**What you are asked to do**.
Each entry in the listing below should be returned precisely as it is.

────────

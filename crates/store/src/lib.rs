//! Persistence backends for namecard.
//!
//! Two [`CardStore`] implementations:
//! - [`InMemoryStore`] — tests and ephemeral runs
//! - [`SqliteStore`] — the production default (behind the `sqlite` feature)

pub mod in_memory;
pub mod seed;

#[cfg(feature = "sqlite")]
pub mod sqlite;

pub use in_memory::InMemoryStore;
pub use seed::seed_demo;

#[cfg(feature = "sqlite")]
pub use sqlite::SqliteStore;

use namecard_core::error::{Error, StoreError};
use namecard_core::store::CardStore;
use std::sync::Arc;

/// Open the store the configuration asks for.
pub async fn open_store(config: &namecard_config::StoreConfig) -> Result<Arc<dyn CardStore>, Error> {
    match config.backend.as_str() {
        "memory" => Ok(Arc::new(InMemoryStore::new())),
        #[cfg(feature = "sqlite")]
        "sqlite" => Ok(Arc::new(SqliteStore::new(&config.path).await?)),
        other => Err(StoreError::Storage(format!("Unknown store backend: {other}")).into()),
    }
}
//! # Namecard Core
//!
//! Domain types, traits, and error definitions for the namecard assistant
//! platform. This crate has **zero framework dependencies** — it defines the
//! domain model that all other crates implement against.
//!
//! ## Design Philosophy
//!
//! Every subsystem boundary is a trait here: the LLM backend (`Provider`),
//! persistence (`CardStore`), and the per-session broadcast hub (`ChatHub`)
//! are all injected into the crates that use them. Implementations live in
//! their respective crates, so the dependency graph points inward on core.

pub mod error;
pub mod event;
pub mod message;
pub mod profile;
pub mod provider;
pub mod store;

// Re-export key types at crate root for ergonomics
pub use error::{Error, ProviderError, Result, StoreError, WechatError};
pub use event::{ChatEvent, ChatHub, channel_name};
pub use message::{ChatMessage, ChatSession, Role};
pub use profile::{CaseStudy, Honor, Organization, Profile, ProfileStats, ProfileStatus};
pub use provider::{
    CompletionRequest, PromptMessage, PromptRole, Provider, StreamChunk, ToolDefinition,
    ToolInvocation,
};
pub use store::CardStore;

────────

**Answer to this problem**.
filename crates/store/src/lib.rs
//! Persistence backends for namecard.
//!
//! Two [`CardStore`] implementations:
//! - [`InMemoryStore`] — tests and ephemeral runs
//! - [`SqliteStore`] — the production default (behind the `sqlite` feature)

pub mod in_memory;
pub mod seed;

#[cfg(feature = "sqlite")]
pub mod sqlite;

pub use in_memory::InMemoryStore;
pub use seed::seed_demo;

#[cfg(feature = "sqlite")]
pub use sqlite::SqliteStore;

use namecard_core::error::{Error, StoreError};
use namecard_core::store::CardStore;
use std::sync::Arc;

/// Open the store the configuration asks for.
pub async fn open_store(config: &namecard_config::StoreConfig) -> Result<Arc<dyn CardStore>, Error> {
    match config.backend.as_str() {
        "memory" => Ok(Arc::new(InMemoryStore::new())),
        #[cfg(feature = "sqlite")]
        "sqlite" => Ok(Arc::new(SqliteStore::new(&config.path).await?)),
        other => Err(StoreError::Storage(format!("Unknown store backend: {other}")).into()),
    }
}
//! # Namecard Core
//!
//! Domain types, traits, and error definitions for the namecard assistant
//! platform. This crate has **zero framework dependencies** — it defines the
//! domain model that all other crates implement against.
//!
//! ## Design Philosophy
//!
//! Every subsystem boundary is a trait here: the LLM backend (`Provider`),
//! persistence (`CardStore`), and the per-session broadcast hub (`ChatHub`)
//! are all injected into the crates that use them. Implementations live in
//! their respective crates, so the dependency graph points inward on core.

pub mod error;
pub mod event;
pub mod message;
pub mod profile;
pub mod provider;
pub mod store;

// Re-export key types at crate root for ergonomics
pub use error::{Error, ProviderError, Result, StoreError, WechatError};
pub use event::{ChatEvent, ChatHub, channel_name};
pub use message::{ChatMessage, ChatSession, Role};
pub use profile::{CaseStudy, Honor, Organization, Profile, ProfileStats, ProfileStatus};
pub use provider::{
    CompletionRequest, PromptMessage, PromptRole, Provider, StreamChunk, ToolDefinition,
    ToolInvocation,
};
pub use store::CardStore;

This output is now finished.